Stored data entries
*****

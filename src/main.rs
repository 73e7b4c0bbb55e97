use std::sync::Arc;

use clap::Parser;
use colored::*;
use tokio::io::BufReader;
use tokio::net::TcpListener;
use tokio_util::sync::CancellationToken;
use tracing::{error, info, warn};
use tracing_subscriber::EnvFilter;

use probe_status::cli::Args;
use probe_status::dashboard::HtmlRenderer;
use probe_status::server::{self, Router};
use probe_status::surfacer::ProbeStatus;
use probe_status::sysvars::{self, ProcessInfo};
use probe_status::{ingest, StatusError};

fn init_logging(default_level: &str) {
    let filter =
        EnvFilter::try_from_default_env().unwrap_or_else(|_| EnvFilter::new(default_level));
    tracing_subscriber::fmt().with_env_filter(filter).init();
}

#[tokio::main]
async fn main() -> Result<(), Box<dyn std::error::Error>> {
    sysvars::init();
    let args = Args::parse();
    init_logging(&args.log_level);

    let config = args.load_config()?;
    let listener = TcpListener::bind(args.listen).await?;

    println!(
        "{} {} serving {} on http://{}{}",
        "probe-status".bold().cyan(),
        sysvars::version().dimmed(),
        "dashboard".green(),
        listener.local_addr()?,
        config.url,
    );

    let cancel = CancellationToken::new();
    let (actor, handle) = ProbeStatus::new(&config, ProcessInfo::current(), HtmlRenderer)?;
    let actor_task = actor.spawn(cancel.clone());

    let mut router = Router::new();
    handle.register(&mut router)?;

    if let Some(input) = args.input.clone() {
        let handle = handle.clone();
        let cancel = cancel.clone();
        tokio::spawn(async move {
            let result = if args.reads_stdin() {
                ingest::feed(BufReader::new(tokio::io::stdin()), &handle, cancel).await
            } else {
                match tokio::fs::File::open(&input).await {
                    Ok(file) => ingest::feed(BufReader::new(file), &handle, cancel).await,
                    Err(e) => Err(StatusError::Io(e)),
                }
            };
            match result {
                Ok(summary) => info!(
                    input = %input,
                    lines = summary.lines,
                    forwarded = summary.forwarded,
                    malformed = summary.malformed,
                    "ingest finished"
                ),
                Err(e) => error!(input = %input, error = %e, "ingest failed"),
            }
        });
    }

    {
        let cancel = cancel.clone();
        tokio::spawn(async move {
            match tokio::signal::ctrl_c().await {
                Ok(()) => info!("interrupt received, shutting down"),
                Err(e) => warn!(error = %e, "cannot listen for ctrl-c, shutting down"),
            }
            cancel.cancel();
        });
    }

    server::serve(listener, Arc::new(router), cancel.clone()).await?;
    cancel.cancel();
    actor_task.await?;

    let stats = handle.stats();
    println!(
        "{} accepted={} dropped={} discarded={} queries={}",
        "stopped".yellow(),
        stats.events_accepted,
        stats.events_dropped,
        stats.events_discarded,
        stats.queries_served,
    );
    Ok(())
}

*****

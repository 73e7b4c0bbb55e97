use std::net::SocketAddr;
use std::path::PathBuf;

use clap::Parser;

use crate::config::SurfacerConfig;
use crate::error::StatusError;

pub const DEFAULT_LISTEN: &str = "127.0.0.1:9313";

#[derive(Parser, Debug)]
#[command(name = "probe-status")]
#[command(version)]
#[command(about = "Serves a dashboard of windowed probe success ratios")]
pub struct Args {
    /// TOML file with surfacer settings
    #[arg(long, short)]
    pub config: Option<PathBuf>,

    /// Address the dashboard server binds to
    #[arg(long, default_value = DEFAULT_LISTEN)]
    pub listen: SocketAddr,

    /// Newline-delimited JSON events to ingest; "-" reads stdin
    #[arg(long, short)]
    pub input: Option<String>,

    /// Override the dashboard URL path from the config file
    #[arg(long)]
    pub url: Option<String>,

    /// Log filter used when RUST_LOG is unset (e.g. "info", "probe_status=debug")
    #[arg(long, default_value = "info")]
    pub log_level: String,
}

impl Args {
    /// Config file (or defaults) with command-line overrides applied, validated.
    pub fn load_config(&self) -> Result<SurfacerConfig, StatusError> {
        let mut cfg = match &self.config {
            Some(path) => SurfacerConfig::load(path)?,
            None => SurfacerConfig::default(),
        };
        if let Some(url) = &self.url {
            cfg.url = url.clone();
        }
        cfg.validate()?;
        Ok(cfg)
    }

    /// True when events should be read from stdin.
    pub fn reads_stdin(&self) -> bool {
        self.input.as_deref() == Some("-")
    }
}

*****

* **What is being asked**:
Check each line in the records for the word "version" and say how many have it, with nothing else.

* **Answer for this exercise**:
2